───── Records provided

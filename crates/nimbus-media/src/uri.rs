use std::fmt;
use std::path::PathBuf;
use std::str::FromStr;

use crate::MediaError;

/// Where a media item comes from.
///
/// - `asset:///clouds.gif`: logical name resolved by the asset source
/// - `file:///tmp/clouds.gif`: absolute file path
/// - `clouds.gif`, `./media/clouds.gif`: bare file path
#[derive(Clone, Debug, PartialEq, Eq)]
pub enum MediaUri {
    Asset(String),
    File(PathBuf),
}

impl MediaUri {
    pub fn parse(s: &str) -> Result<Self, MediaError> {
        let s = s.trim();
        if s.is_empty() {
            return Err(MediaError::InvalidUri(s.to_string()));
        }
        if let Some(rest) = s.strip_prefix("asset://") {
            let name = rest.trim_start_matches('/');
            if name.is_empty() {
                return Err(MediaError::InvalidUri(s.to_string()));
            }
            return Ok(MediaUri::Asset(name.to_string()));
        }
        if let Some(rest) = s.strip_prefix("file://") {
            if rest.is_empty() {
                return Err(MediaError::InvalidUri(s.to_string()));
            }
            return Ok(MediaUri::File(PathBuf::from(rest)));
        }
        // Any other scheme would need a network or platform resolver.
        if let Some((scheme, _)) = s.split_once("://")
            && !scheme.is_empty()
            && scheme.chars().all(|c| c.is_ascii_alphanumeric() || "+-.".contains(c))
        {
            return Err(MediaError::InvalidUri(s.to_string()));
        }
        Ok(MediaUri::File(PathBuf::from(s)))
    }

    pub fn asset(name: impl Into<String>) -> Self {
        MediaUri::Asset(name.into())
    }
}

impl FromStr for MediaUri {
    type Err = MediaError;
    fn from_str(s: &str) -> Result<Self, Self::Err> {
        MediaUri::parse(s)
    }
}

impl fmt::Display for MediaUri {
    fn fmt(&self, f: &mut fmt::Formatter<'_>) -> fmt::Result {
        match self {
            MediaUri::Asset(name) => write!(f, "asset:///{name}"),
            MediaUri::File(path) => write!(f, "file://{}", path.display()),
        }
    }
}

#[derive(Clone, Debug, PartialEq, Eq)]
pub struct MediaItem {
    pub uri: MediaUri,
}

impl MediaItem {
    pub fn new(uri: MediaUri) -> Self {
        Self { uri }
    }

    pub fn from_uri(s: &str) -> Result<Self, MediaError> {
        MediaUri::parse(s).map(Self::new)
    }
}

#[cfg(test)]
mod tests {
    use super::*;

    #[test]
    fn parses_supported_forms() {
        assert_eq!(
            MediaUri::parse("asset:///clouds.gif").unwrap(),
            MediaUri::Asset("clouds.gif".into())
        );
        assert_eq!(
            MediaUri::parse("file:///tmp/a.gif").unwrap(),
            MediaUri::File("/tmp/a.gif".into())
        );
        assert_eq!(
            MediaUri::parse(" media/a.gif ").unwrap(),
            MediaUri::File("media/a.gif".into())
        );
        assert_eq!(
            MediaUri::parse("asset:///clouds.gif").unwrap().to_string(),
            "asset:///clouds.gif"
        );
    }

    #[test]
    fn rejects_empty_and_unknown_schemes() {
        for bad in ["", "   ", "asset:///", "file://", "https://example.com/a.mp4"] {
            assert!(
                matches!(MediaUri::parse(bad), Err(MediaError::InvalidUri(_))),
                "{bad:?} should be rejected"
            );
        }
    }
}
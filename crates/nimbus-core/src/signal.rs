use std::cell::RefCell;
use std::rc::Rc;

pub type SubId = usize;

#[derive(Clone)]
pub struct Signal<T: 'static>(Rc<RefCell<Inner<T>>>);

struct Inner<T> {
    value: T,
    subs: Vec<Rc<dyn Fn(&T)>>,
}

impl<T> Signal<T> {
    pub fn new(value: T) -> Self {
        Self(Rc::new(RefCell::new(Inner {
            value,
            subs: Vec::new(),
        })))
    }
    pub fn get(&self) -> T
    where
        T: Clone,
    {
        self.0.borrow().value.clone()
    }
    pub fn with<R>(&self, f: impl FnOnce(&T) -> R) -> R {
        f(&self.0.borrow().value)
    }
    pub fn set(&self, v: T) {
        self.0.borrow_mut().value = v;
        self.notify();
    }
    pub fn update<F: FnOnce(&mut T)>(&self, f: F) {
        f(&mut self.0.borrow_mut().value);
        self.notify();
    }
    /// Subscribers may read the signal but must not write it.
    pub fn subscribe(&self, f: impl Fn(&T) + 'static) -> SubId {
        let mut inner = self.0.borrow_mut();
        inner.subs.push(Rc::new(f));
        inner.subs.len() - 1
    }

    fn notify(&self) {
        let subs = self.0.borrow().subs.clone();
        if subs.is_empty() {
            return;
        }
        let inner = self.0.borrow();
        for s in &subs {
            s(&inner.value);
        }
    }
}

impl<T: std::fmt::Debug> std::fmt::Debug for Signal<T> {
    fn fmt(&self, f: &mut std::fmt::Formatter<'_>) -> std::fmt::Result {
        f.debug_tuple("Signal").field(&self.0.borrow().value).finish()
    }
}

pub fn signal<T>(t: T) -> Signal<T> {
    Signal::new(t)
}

──────────
───── Records provided

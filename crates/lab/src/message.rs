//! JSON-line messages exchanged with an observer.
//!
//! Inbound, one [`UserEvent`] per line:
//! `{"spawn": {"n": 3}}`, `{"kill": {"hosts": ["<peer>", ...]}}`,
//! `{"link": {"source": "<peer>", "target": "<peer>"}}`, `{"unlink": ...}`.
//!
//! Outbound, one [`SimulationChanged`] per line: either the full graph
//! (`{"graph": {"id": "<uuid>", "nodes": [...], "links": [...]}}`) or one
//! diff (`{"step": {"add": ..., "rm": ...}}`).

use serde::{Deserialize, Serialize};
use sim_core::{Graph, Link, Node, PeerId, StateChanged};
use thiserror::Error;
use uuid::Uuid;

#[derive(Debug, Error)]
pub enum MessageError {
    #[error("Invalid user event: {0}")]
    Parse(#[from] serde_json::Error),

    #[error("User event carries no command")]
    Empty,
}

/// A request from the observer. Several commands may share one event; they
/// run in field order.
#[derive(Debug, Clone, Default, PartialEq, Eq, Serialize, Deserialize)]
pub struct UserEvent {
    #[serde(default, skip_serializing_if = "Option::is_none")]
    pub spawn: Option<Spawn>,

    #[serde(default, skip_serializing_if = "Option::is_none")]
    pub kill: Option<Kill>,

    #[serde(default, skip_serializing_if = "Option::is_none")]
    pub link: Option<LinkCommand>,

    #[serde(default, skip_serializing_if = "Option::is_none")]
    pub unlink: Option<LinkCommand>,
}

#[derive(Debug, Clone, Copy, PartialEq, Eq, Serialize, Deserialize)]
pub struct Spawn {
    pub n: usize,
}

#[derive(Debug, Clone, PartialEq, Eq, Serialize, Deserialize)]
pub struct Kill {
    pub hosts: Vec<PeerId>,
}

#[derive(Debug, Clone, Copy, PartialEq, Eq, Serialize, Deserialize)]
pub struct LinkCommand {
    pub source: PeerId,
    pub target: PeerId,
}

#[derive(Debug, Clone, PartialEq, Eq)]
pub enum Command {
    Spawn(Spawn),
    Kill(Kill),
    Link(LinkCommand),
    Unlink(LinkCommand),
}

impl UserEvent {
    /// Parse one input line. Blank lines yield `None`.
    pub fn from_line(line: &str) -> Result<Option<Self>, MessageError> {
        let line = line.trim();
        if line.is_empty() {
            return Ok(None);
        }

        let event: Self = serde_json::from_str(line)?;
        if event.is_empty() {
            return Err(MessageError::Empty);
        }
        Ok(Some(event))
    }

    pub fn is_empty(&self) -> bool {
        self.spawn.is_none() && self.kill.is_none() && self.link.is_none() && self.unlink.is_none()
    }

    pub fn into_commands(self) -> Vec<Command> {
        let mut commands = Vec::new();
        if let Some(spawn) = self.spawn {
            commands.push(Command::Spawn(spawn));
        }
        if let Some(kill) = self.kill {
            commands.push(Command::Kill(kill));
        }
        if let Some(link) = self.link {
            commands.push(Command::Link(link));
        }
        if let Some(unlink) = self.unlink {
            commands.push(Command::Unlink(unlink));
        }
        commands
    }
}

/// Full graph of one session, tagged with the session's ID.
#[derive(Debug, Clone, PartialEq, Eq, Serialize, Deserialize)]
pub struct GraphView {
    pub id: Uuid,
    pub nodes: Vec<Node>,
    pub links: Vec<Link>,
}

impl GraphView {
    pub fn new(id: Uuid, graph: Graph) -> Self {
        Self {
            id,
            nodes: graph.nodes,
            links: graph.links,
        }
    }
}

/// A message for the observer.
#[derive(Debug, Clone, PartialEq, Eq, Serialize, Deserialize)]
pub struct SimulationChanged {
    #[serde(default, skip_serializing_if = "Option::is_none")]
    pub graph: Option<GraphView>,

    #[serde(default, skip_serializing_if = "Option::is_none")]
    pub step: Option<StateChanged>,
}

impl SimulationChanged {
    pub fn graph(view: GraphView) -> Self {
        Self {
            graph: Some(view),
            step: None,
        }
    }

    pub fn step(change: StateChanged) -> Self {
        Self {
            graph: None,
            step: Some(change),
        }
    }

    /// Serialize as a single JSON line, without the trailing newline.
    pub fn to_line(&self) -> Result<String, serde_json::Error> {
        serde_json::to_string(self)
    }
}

──────────
───── Records provided

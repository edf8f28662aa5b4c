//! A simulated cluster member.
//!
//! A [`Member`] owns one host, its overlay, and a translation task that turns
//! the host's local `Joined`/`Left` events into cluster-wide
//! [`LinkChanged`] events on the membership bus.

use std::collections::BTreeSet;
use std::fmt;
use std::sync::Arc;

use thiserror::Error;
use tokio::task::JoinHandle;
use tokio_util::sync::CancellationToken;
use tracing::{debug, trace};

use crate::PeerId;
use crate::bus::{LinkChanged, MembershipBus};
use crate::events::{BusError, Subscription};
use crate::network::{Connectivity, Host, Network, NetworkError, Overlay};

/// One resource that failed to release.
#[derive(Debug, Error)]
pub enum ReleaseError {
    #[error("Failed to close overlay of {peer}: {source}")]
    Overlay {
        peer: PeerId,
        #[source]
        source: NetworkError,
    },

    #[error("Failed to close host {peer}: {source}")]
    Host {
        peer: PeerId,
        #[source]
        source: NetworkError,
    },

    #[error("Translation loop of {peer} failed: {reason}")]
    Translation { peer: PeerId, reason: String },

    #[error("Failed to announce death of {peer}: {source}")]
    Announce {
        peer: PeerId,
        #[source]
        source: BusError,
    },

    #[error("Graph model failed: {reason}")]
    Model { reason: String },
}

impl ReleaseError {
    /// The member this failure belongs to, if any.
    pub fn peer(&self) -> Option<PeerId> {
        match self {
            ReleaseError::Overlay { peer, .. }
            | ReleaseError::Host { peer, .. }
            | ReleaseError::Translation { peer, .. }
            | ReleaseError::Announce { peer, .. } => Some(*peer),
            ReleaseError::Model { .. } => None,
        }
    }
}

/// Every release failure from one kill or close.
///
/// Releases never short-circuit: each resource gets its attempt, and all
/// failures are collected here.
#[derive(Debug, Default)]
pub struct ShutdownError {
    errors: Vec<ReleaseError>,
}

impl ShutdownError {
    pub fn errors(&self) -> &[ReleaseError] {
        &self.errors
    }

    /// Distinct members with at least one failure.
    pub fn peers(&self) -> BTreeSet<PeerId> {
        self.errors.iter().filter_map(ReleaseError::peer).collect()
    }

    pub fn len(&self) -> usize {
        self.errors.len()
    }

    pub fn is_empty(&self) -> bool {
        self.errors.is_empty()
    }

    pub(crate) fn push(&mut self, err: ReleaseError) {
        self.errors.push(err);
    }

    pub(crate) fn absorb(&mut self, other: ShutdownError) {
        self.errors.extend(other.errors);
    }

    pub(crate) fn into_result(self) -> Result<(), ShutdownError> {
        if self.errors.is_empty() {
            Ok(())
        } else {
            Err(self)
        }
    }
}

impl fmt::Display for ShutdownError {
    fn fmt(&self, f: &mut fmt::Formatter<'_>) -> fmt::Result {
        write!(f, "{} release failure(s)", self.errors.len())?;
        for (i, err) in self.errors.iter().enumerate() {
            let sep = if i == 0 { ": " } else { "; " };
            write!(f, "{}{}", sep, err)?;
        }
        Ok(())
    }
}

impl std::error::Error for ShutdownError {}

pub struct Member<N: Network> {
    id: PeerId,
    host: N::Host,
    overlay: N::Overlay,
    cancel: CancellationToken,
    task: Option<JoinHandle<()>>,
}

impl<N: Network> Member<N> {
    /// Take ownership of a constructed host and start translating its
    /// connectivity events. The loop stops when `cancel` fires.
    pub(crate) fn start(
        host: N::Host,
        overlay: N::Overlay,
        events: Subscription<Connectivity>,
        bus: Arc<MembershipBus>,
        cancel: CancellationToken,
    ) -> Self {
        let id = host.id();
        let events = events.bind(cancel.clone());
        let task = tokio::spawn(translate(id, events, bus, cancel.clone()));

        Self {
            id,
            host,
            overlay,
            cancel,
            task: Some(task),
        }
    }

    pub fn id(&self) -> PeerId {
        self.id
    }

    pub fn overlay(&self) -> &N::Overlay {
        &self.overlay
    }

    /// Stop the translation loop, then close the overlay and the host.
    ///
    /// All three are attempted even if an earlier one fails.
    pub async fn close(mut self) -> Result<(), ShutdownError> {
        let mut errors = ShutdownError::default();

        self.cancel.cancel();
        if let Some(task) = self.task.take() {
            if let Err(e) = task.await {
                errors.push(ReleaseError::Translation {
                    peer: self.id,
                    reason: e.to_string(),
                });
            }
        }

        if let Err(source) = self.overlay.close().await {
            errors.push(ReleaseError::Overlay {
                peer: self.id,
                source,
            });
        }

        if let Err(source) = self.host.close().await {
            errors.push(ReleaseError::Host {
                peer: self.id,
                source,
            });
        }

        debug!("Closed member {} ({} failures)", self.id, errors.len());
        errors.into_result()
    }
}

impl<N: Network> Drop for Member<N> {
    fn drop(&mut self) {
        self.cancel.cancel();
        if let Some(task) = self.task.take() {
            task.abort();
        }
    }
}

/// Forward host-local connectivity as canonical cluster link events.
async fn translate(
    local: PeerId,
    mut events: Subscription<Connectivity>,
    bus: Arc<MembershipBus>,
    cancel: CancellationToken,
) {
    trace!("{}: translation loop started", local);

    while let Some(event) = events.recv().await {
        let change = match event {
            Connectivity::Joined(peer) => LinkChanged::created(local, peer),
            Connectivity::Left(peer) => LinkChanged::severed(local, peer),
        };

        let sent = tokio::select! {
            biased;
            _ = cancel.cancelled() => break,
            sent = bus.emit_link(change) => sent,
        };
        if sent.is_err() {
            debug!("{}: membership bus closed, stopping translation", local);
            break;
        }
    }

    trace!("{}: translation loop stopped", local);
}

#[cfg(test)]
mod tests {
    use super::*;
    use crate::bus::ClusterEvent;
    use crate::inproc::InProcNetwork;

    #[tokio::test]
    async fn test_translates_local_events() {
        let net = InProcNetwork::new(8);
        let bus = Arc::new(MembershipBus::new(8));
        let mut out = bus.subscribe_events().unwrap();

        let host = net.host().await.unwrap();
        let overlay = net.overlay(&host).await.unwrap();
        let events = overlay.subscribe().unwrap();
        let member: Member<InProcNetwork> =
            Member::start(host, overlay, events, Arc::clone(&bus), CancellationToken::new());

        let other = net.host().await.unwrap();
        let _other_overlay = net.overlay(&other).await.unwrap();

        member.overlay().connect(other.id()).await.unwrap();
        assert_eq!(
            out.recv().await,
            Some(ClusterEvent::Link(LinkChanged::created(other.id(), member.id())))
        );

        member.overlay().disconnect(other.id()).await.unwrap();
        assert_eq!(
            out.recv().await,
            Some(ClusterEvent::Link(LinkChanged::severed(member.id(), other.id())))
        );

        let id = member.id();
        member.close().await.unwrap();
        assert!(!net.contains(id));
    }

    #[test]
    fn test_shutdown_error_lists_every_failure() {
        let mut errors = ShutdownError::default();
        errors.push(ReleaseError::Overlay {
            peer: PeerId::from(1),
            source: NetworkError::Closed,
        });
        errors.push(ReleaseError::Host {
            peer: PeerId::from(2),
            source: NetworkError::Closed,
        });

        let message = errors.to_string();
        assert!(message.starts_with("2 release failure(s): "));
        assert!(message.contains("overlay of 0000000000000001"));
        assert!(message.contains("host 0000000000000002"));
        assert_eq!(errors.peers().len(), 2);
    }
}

──────────

▸ Task prompt
In the records above, which lines hold the string "FromStr"? Copy each one.

▸ Response area
use std::str::FromStr;
impl FromStr for MediaUri {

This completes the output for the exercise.